PREVIOUSLY UNRELEASED APRIL 9TH 1970, FILLMORE WEST RECORDING The recording on this CD was made the night before Black Beauty was recorded, albeit at the same venue, with the same line-up (Davis, Corea, Grossman, Holland, De Johnette and Airto Moreira on percussion) and also as support to the Dead (and Stone The Crows). This April 9th gig however is different beast to that of its predecessor. A differing set-list and very sparse arrangements, absent the night before, make this previously unreleased recording very much a lost broadcast (it was transmitted live by local FM radio) and its first release here on CD will delight fans of Davis mid period work.
About the Artist
One of the most influential and innovative musicians of the 20th century, Miles Davis was, together with his musical groups, at the forefront of many major developments in jazz music, including bebop, cool jazz, hard bop, modal jazz, and jazz fusion. In 2006, Davis was inducted into the Rock and Roll Hall of Fame, the only jazz musician to date to have warranted entry, which recognized him as "one of the key figures in the history of jazz." In 2008, his 1959 album Kind of Blue received its fourth platinum certification from the RIAA, for shipments of at least four million copies in the United States.

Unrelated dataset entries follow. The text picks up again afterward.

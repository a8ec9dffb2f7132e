use crate::helpers::{REFUSED_BASE_URL, TEST_TOKEN, anonymous_client, signed_in_client};

use client_core::api_client::{ApiClient, RequestOptions};
use client_core::error::ApiError;
use client_core::error::api::{NETWORK_ERROR_MESSAGE, REQUEST_ERROR_MESSAGE};
use client_core::token_store::MemoryTokenStore;

use reqwest::header::{HeaderName, HeaderValue};
use serde_json::{Value, json};
use std::sync::Arc;
use std::time::Duration;
use wiremock::matchers::{body_json, header, method, path};
use wiremock::{Mock, MockServer, ResponseTemplate};

// ============================================================================
// ApiClient::request() - headers and URL resolution
// ============================================================================

/// **VALUE**: Requests carry `Authorization: Bearer <token>` when a credential exists.
///
/// **WHY THIS MATTERS**: Every group endpoint is protected; without the header
/// the backend answers 401 and the page shows nothing.
///
/// **BUG THIS CATCHES**: Reading the token once at construction instead of per
/// request, or formatting the header without the `Bearer ` prefix.
#[tokio::test]
async fn given_stored_token_when_requesting_then_bearer_header_is_sent() {
    // GIVEN: A server that only answers authorized requests
    let server = MockServer::start().await;
    Mock::given(method("GET"))
        .and(path("/api/ping"))
        .and(header("authorization", format!("Bearer {TEST_TOKEN}").as_str()))
        .respond_with(ResponseTemplate::new(200).set_body_json(json!({"ok": true})))
        .expect(1)
        .mount(&server)
        .await;

    // WHEN: Requesting through a signed-in client
    let client = signed_in_client(&server.uri());
    let body: Value = client
        .request_json("/api/ping", RequestOptions::get())
        .await
        .expect("authorized request should succeed");

    // THEN: The mock matched
    assert_eq!(body, json!({"ok": true}));
}

/// **VALUE**: `skip_auth` suppresses the header even when a token is stored.
///
/// **BUG THIS CATCHES**: Sending a stale token to the login endpoint, which some
/// backends reject before looking at the credentials in the body.
#[tokio::test]
async fn given_skip_auth_when_requesting_then_no_authorization_header() {
    let server = MockServer::start().await;
    Mock::given(method("POST"))
        .and(path("/api/open"))
        .respond_with(ResponseTemplate::new(204))
        .expect(1)
        .mount(&server)
        .await;

    let client = signed_in_client(&server.uri());
    let body: Option<Value> = client
        .request("/api/open", RequestOptions::post().skip_auth())
        .await
        .unwrap();

    assert!(body.is_none(), "204 has no body");
    let received = server.received_requests().await.unwrap();
    assert_eq!(received.len(), 1);
    assert!(received[0].headers.get("authorization").is_none());
}

#[tokio::test]
async fn given_absolute_url_when_requesting_then_base_url_is_bypassed() {
    let server = MockServer::start().await;
    Mock::given(method("GET"))
        .and(path("/elsewhere"))
        .respond_with(ResponseTemplate::new(200).set_body_json(json!([])))
        .expect(1)
        .mount(&server)
        .await;

    let client = anonymous_client(REFUSED_BASE_URL);
    let absolute = format!("{}/elsewhere", server.uri());
    let body: Vec<Value> = client
        .request_json(&absolute, RequestOptions::get())
        .await
        .unwrap();

    assert!(body.is_empty());
}

#[test]
fn given_base_url_with_trailing_slash_when_resolving_then_single_slash() {
    let client = anonymous_client("http://localhost:8080/");

    let url = client.resolve_url("/api/oshi-groups/create").unwrap();

    assert_eq!(url.as_str(), "http://localhost:8080/api/oshi-groups/create");
}

// ============================================================================
// ApiClient::request() - payloads and extra headers
// ============================================================================

/// **VALUE**: A JSON payload wins over a raw body and is labeled as JSON.
///
/// **WHY THIS MATTERS**: Callers may set both while building options; the
/// backend only understands the JSON form.
///
/// **BUG THIS CATCHES**: Sending the raw bytes (or both) when JSON is present,
/// or dropping the `content-type` header so the backend rejects the body.
#[tokio::test]
async fn given_raw_body_and_json_when_requesting_then_json_is_sent() {
    // GIVEN: A server expecting the JSON payload and a custom header
    let server = MockServer::start().await;
    Mock::given(method("POST"))
        .and(path("/api/echo"))
        .and(header("content-type", "application/json"))
        .and(header("x-request-source", "cli"))
        .and(body_json(json!({"a": 1})))
        .respond_with(ResponseTemplate::new(204))
        .expect(1)
        .mount(&server)
        .await;

    // WHEN: Both a raw body and a JSON payload are set
    let options = RequestOptions::post()
        .with_body("raw")
        .with_json(&json!({"a": 1}))
        .unwrap()
        .with_header(
            HeaderName::from_static("x-request-source"),
            HeaderValue::from_static("cli"),
        );
    let client = signed_in_client(&server.uri());
    let body: Option<Value> = client.request("/api/echo", options).await.unwrap();

    // THEN: Only the JSON reached the server
    assert!(body.is_none());
    let received = server.received_requests().await.unwrap();
    assert_eq!(received[0].body, br#"{"a":1}"#.to_vec());
}

#[tokio::test]
async fn given_raw_body_only_when_requesting_then_sent_without_json_content_type() {
    let server = MockServer::start().await;
    Mock::given(method("POST"))
        .and(path("/api/upload"))
        .respond_with(ResponseTemplate::new(204))
        .expect(1)
        .mount(&server)
        .await;

    let client = signed_in_client(&server.uri());
    let _: Option<Value> = client
        .request("/api/upload", RequestOptions::post().with_body("plain bytes"))
        .await
        .unwrap();

    let received = server.received_requests().await.unwrap();
    assert_eq!(received[0].body, b"plain bytes".to_vec());
    let content_type = received[0]
        .headers
        .get("content-type")
        .and_then(|value| value.to_str().ok());
    assert_ne!(content_type, Some("application/json"));
}

// ============================================================================
// ApiClient::request() - error normalization
// ============================================================================

/// **VALUE**: A backend error body is surfaced exactly as sent.
///
/// **BUG THIS CATCHES**: Replacing the server's message with the reason phrase.
#[tokio::test]
async fn given_contract_error_body_when_requesting_then_passed_through() {
    let server = MockServer::start().await;
    Mock::given(method("POST"))
        .and(path("/api/fail"))
        .respond_with(ResponseTemplate::new(400).set_body_json(json!({
            "status": 400,
            "message": "Validation failed",
            "errors": {"groupName": "must not be blank"}
        })))
        .mount(&server)
        .await;

    let client = signed_in_client(&server.uri());
    let error = client
        .request::<Value>("/api/fail", RequestOptions::post())
        .await
        .unwrap_err();

    assert_eq!(error.status().as_u16(), 400);
    assert_eq!(error.message(), "Validation failed");
    assert_eq!(
        error.field_errors().unwrap().get("groupName").map(String::as_str),
        Some("must not be blank")
    );
}

#[tokio::test]
async fn given_html_error_page_when_requesting_then_status_line_message() {
    let server = MockServer::start().await;
    Mock::given(method("GET"))
        .and(path("/api/gateway"))
        .respond_with(ResponseTemplate::new(502).set_body_string("<html>upstream down</html>"))
        .mount(&server)
        .await;

    let client = signed_in_client(&server.uri());
    let error = client
        .request::<Value>("/api/gateway", RequestOptions::get())
        .await
        .unwrap_err();

    assert_eq!(error.status().as_u16(), 502);
    assert_eq!(error.message(), "Bad Gateway");
}

/// **VALUE**: Transport failures are status 0 with the generic network message.
///
/// **WHY THIS MATTERS**: The UI distinguishes "server said no" from "server
/// unreachable" purely by status 0.
#[tokio::test]
async fn given_refused_connection_when_requesting_then_status_zero() {
    let client = anonymous_client(REFUSED_BASE_URL);

    let error = client
        .request::<Value>("/api/anything", RequestOptions::get())
        .await
        .unwrap_err();

    assert!(matches!(error, ApiError::Network { .. }));
    assert_eq!(error.status().as_u16(), 0);
    assert_eq!(error.message(), NETWORK_ERROR_MESSAGE);
}

#[tokio::test]
async fn given_malformed_success_body_when_requesting_json_then_decode_error_with_status() {
    let server = MockServer::start().await;
    Mock::given(method("GET"))
        .and(path("/api/broken"))
        .respond_with(ResponseTemplate::new(200).set_body_raw("not json", "application/json"))
        .mount(&server)
        .await;

    let client = signed_in_client(&server.uri());
    let error = client
        .request_json::<Vec<Value>>("/api/broken", RequestOptions::get())
        .await
        .unwrap_err();

    assert!(matches!(error, ApiError::Decode { .. }));
    assert_eq!(error.status().as_u16(), 200);
}

/// **VALUE**: Request-building failures carry a user-facing message and keep
/// the technical cause as detail.
///
/// **BUG THIS CATCHES**: Showing a raw parser message in the error banner.
#[test]
fn given_unparseable_base_url_when_building_client_then_localized_request_error() {
    let result = ApiClient::new(
        "not a url",
        Duration::from_secs(5),
        Arc::new(MemoryTokenStore::new()),
    );

    let Err(error) = result else {
        panic!("an unparseable base URL must be rejected");
    };
    assert_eq!(error.status().as_u16(), 0);
    assert_eq!(error.message(), REQUEST_ERROR_MESSAGE);
    assert!(
        matches!(&error, ApiError::Request { detail, .. } if detail.contains("not a url")),
        "{error}"
    );
}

In 2009, the U.S. House of Representatives passed a symbolic resolution recognizing and commemorating the album on its 50th anniversary, "honoring the masterpiece and reaffirming jazz as a national treasure." Unlike most of his contemporaries who suffered from the downturn in the popularity of jazz as the 1960s wore on and rock and pop music became the people s choice, Miles reinvented himself as a honorary rock star, took influence from Jimi Hendrix (with whom he also worked), Sly & The Family Stone and George Clinton & Parliament, and gave his band electric instruments - despite the actual music he continued to perform having little in common with that by now idiom. His March 1970 album Bitches Brew however crossed over to the rock audience and it was this record and its predecessor, In A Silent Way (1969) which were among the first fusions of jazz and rock, building on the groundwork laid by Charles Lloyd, Larry Coryell, and others who pioneered a genre that would become known as jazz fusion. Throughout 1969, Davis' touring band included Wayne Shorter, Chick Corea, Dave Holland, and Jack DeJohnette; as the group never completed a studio recording, it has been subsequently characterized as the lost quintet by many critics. In 1970 this line-up, augmented at times by Keith Jarrett and Steve Grossman albeit often without Shorter, performed a number of shows and released a number of live albums recorded at the Fillmore venues - both East and West, in New York and San Francisco respectively and one such famed gig is the April 10th performance from Frisco, when Davis and group were supporting The Grateful Dead. First released in 1973 as Black Beauty, the album has gone on to gain a reputation as one of Davis finest live records.